ビールが大好きな○○さん…至福の時です。
ビールが入って、いつも以上に舌好調で、若かりし頃のお話や
施設に入所されているご主人との馴れ初めも聞かせてもらいました。
勤め先の看板娘で、ご主人に見染められたようです。
先日、訪問に伺うと、テーブルの上に空き缶がありません。
「なんか、食事がすすまんのでね。今日は、飲んでませ~ん」と。
お弁当を確認すると、ご飯2口、おかず3口程度しか、手をつけていません。
微熱があります。水分摂取も足りず、皮膚が乾燥しています。

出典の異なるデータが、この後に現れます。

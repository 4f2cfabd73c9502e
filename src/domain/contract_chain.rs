//! Futures contract ids and the backward walk through expiry months.
//!
//! Contract ids look like `CON.F.US.MGC.Z25`: an instrument prefix, a dot,
//! one delivery-month letter and two year digits. The chain walk is plain
//! arithmetic over the month-code table; generated ids are never checked
//! against the exchange.

use crate::domain::error::RollstitchError;
use std::fmt;

/// All twelve delivery-month letters, January through December.
pub const ALL_MONTH_CODES: [char; 12] = ['F', 'G', 'H', 'J', 'K', 'M', 'N', 'Q', 'U', 'V', 'X', 'Z'];

/// Reduced cycle: bi-monthly metals months plus the quarterly months.
pub const CYCLE_MONTH_CODES: [char; 8] = ['G', 'H', 'J', 'M', 'Q', 'U', 'V', 'Z'];

pub fn month_codes(use_all_month_codes: bool) -> &'static [char] {
    if use_all_month_codes {
        &ALL_MONTH_CODES
    } else {
        &CYCLE_MONTH_CODES
    }
}

#[derive(Debug, Clone, PartialEq, Eq)]
pub struct ContractCode {
    pub prefix: String,
    pub month: char,
    /// Two-digit year, 0..=99.
    pub year: u8,
}

impl ContractCode {
    pub fn parse(id: &str) -> Result<Self, RollstitchError> {
        let malformed = |reason: &str| RollstitchError::MalformedContractId {
            id: id.to_string(),
            reason: reason.to_string(),
        };

        let normalized = id.trim().to_ascii_uppercase();
        let (prefix, suffix) = normalized
            .rsplit_once('.')
            .ok_or_else(|| malformed("missing '.' separator"))?;
        if prefix.is_empty() {
            return Err(malformed("empty instrument prefix"));
        }

        let chars: Vec<char> = suffix.chars().collect();
        if chars.len() != 3 {
            return Err(malformed("expiry must be one month letter and two year digits"));
        }

        let month = chars[0];
        if !ALL_MONTH_CODES.contains(&month) {
            return Err(malformed("unknown month code"));
        }
        let year = match (chars[1].to_digit(10), chars[2].to_digit(10)) {
            (Some(tens), Some(ones)) => (tens * 10 + ones) as u8,
            _ => return Err(malformed("year must be two digits")),
        };

        Ok(Self {
            prefix: prefix.to_string(),
            month,
            year,
        })
    }

    fn month_index(&self) -> usize {
        ALL_MONTH_CODES
            .iter()
            .position(|&c| c == self.month)
            .unwrap_or(0)
    }

    /// The previous contract in `table`, or `None` when stepping back would
    /// cross below year `00`.
    fn previous(&self, table: &[char]) -> Option<Self> {
        let current = self.month_index();
        let earlier_same_year = table.iter().rev().find(|&&code| {
            ALL_MONTH_CODES
                .iter()
                .position(|&c| c == code)
                .is_some_and(|idx| idx < current)
        });

        match earlier_same_year {
            Some(&month) => Some(Self {
                prefix: self.prefix.clone(),
                month,
                year: self.year,
            }),
            None => {
                if self.year == 0 {
                    return None;
                }
                let month = *table.last()?;
                Some(Self {
                    prefix: self.prefix.clone(),
                    month,
                    year: (self.year + 99) % 100,
                })
            }
        }
    }
}

impl fmt::Display for ContractCode {
    fn fmt(&self, f: &mut fmt::Formatter<'_>) -> fmt::Result {
        write!(f, "{}.{}{:02}", self.prefix, self.month, self.year)
    }
}

/// Up to `count` contract ids ending at `reference`, most recent first.
///
/// The reference id is always first. The walk stops early when the next
/// contract's year would be below `min_year`.
pub fn generate_chain(
    reference: &str,
    count: usize,
    use_all_month_codes: bool,
    min_year: u8,
) -> Result<Vec<String>, RollstitchError> {
    let start = ContractCode::parse(reference)?;
    let table = month_codes(use_all_month_codes);

    let mut chain = Vec::with_capacity(count);
    if count == 0 {
        return Ok(chain);
    }
    chain.push(start.to_string());

    let mut current = start;
    while chain.len() < count {
        match current.previous(table) {
            Some(prev) if prev.year >= min_year => {
                chain.push(prev.to_string());
                current = prev;
            }
            _ => break,
        }
    }

    Ok(chain)
}

#[cfg(test)]
mod tests {
    use super::*;

    #[test]
    fn parse_contract_id() {
        let code = ContractCode::parse("CON.F.US.MGC.Z25").unwrap();
        assert_eq!(code.prefix, "CON.F.US.MGC");
        assert_eq!(code.month, 'Z');
        assert_eq!(code.year, 25);
        assert_eq!(code.to_string(), "CON.F.US.MGC.Z25");
    }

    #[test]
    fn lowercase_reference_yields_uppercase_chain() {
        let code = ContractCode::parse(" con.f.us.mgc.z25 ").unwrap();
        assert_eq!(code.prefix, "CON.F.US.MGC");
        let chain = generate_chain("con.f.us.mgc.z25", 2, true, 20).unwrap();
        assert_eq!(chain, vec!["CON.F.US.MGC.Z25", "CON.F.US.MGC.X25"]);
    }

    #[test]
    fn parse_rejects_malformed_ids() {
        for bad in ["MGCZ25", ".Z25", "CON.F.US.MGC.Z2", "CON.F.US.MGC.A25", "CON.F.US.MGC.Z2X", "CON.F.US.MGC.Z250"] {
            assert!(
                matches!(
                    ContractCode::parse(bad),
                    Err(RollstitchError::MalformedContractId { .. })
                ),
                "{bad} should be rejected"
            );
        }
    }

    #[test]
    fn all_months_walks_one_month_at_a_time() {
        let chain = generate_chain("CON.F.US.MGC.Z25", 5, true, 20).unwrap();
        assert_eq!(
            chain,
            vec![
                "CON.F.US.MGC.Z25",
                "CON.F.US.MGC.X25",
                "CON.F.US.MGC.V25",
                "CON.F.US.MGC.U25",
                "CON.F.US.MGC.Q25",
            ]
        );
    }

    #[test]
    fn cycle_months_skip_off_cycle_letters() {
        let chain = generate_chain("CON.F.US.MGC.Z25", 4, false, 20).unwrap();
        assert_eq!(
            chain,
            vec![
                "CON.F.US.MGC.Z25",
                "CON.F.US.MGC.V25",
                "CON.F.US.MGC.U25",
                "CON.F.US.MGC.Q25",
            ]
        );
    }

    #[test]
    fn wraps_into_previous_year() {
        let chain = generate_chain("CON.F.US.MGC.G25", 3, false, 20).unwrap();
        assert_eq!(
            chain,
            vec!["CON.F.US.MGC.G25", "CON.F.US.MGC.Z24", "CON.F.US.MGC.V24"]
        );

        let chain = generate_chain("CON.F.US.MGC.F25", 2, true, 20).unwrap();
        assert_eq!(chain, vec!["CON.F.US.MGC.F25", "CON.F.US.MGC.Z24"]);
    }

    #[test]
    fn off_cycle_reference_steps_to_earlier_cycle_month() {
        let chain = generate_chain("CON.F.US.MGC.X25", 2, false, 20).unwrap();
        assert_eq!(chain, vec!["CON.F.US.MGC.X25", "CON.F.US.MGC.V25"]);

        let chain = generate_chain("CON.F.US.MGC.F25", 2, false, 20).unwrap();
        assert_eq!(chain, vec!["CON.F.US.MGC.F25", "CON.F.US.MGC.Z24"]);
    }

    #[test]
    fn stops_at_min_year() {
        let chain = generate_chain("CON.F.US.MGC.H21", 50, false, 20).unwrap();
        // H21, G21, then all eight 2020 months.
        assert_eq!(chain.len(), 10);
        assert_eq!(chain.last().unwrap(), "CON.F.US.MGC.G20");
    }

    #[test]
    fn never_wraps_below_year_zero() {
        let chain = generate_chain("CON.F.US.MGC.G00", 5, false, 0).unwrap();
        assert_eq!(chain, vec!["CON.F.US.MGC.G00"]);
    }

    #[test]
    fn zero_count_is_empty() {
        assert!(generate_chain("CON.F.US.MGC.Z25", 0, true, 20).unwrap().is_empty());
    }

    #[test]
    fn malformed_reference_is_an_error() {
        assert!(generate_chain("garbage", 3, true, 20).is_err());
    }
}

脱水気味です。
ちょっと心配・・・。
高齢者の方は、症状に現れるのが遅くなり、
症状が出たときには悪化しているということがあります。
「なんか変…」「いつもとちょっと違う」は、要注意のサインです。
その場で、息子さんが買ってくれているお茶をコップに1杯飲んでもらいました。
数日間、抗生剤と解熱剤の内服を開始します。
先生は、『水分はペットボトル1本(500㎖以上)を目標に』と
○○さんに説明しました。
すぐに、先生から訪問看護師さんに、訪問診療時の様子と指示内容が伝えられます。
毎朝、毎夕、訪問看護師さんが状態を観察し、人工肛門のケア、排便の調整、
薬の内服介助、入浴の介助などを行ってくれています。
水分摂取も促してくれます。
1週間後、訪問に伺いました。 微熱も治まり、本日絶好調です。
「ビール…頂きまぁ~す!!」
「調子がいい時は、ちょっと家の中で動いてるよ。こけたらあかんから気をつけてるよ」と。
「良かった…良かった…」と胸をなでおろす、医師と看護師一同です。
○○さんにとって、『ビールを飲む』は、健康のバロメーターですね。